Managers at housebuilder and developer Fairview Holdings have launched a bid to buy the company and take it private. It is understood that the team of senior executives, including chairman Dennis Cope and managing director Stephen Casey, has put together a deal worth more than £300m to buy the north London-based company.

Fairview recorded a pre-tax profit of £58m last year on a turnover of almost £200m. Its current market value is about £270m.

In an official statement, Fairview said it had received an approach from a financial institution that was “considering financing” an offer led by the executive team. Fairview refused to name the financial backer, but sources close to the housebuilder said it was not one of the company’s shareholders. Casey declined to comment.

The news sent Fairview’s share price soaring by a third, from 120p to 160p on Thursday last week. On Friday, it closed at 157p.

The managers’ move, prompted by the City’s under-valuation of the housebuilding sector, has led some analysts to speculate that other companies will follow suit unless market sentiment improves.

Seymour Pierce analyst Leslie Kent said: “Unless the market starts paying attention to housebuilders, many more will exit the market or lose their independence. Many have left already because construction is not properly recognised by the City. We’ve got to get sex appeal into these companies before it’s too late.”

The news of the proposed buyout immediately led to speculation that Berkeley Group chief Tony Pidgley is about to approach the Fairview board with a bid of his own.

However, Pidgley told Building that he had no intention of bidding. He said: “Fairview is a good company and it achieves good margins. But I am not interested in acquiring it and I’m not in talks with it.”
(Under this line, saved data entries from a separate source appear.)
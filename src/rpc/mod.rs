//! Chain object reads
//!
//! The collector only sees `PoolStateReader`. `SuiRpcClient` is the JSON-RPC
//! implementation used by the binaries.

mod client;

pub use client::{parse_get_object_response, SuiRpcClient};

use crate::errors::RpcError;
use async_trait::async_trait;

/// Reads the current field map of a pool object
#[async_trait]
pub trait PoolStateReader: Send + Sync {
    /// Returns the Move object's `content.fields` map
    async fn get_object_state(&self, address: &str) -> Result<serde_json::Value, RpcError>;
}
// Bucketing of raw price samples into candles

use crate::ohlcvs::types::{Candle, PricePoint};
use std::collections::BTreeMap;

pub struct OhlcvAggregator;

impl OhlcvAggregator {
    /// Group price points into fixed-width candles
    ///
    /// Input order is not trusted. Points are stably sorted by timestamp, so
    /// equal timestamps keep their arrival order and decide open/close within a
    /// bucket. Buckets without points are not materialized. Only the most
    /// recent `limit` candles are returned, oldest first.
    pub fn aggregate(points: &[PricePoint], interval_minutes: u32, limit: usize) -> Vec<Candle> {
        if points.is_empty() || limit == 0 || interval_minutes == 0 {
            return Vec::new();
        }

        let width_ms = i64::from(interval_minutes) * 60_000;

        let mut sorted: Vec<&PricePoint> = points.iter().collect();
        sorted.sort_by_key(|p| p.timestamp);

        let mut buckets: BTreeMap<i64, Vec<f64>> = BTreeMap::new();
        for point in sorted {
            let key = Self::bucket_key(point.timestamp.timestamp_millis(), width_ms);
            buckets.entry(key).or_default().push(point.price);
        }

        let skip = buckets.len().saturating_sub(limit);

        buckets
            .into_iter()
            .skip(skip)
            .filter_map(|(key, prices)| Self::build_candle(key, &prices))
            .collect()
    }

    /// Start of the bucket containing `ts_ms`, in milliseconds
    pub fn bucket_key(ts_ms: i64, width_ms: i64) -> i64 {
        ts_ms.div_euclid(width_ms) * width_ms
    }

    fn build_candle(key_ms: i64, prices: &[f64]) -> Option<Candle> {
        let open = *prices.first()?;
        let close = *prices.last()?;
        let high = prices.iter().copied().fold(f64::NEG_INFINITY, f64::max);
        let low = prices.iter().copied().fold(f64::INFINITY, f64::min);

        Some(Candle {
            time: key_ms.div_euclid(1000),
            open,
            high,
            low,
            close,
            volume: 0.0,
        })
    }
}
However, industry sources said that Fairview, whose landbank is located entirely in the South-east, could attract other volume housebuilders or an overseas buyer wishing to gain a foothold in the UK market.

One said: “It’s a well-run company and has a very marketable landbank. Whoever does buy it, could end up paying something akin to £350m.”

However, another housebuilder said: “Fairview is a good company because it has very good people in senior positions. If someone moves in to buy the company, most of the management team involved in the buyout would leave and then the buyer would be left with nothing. It wouldn’t be the same company.”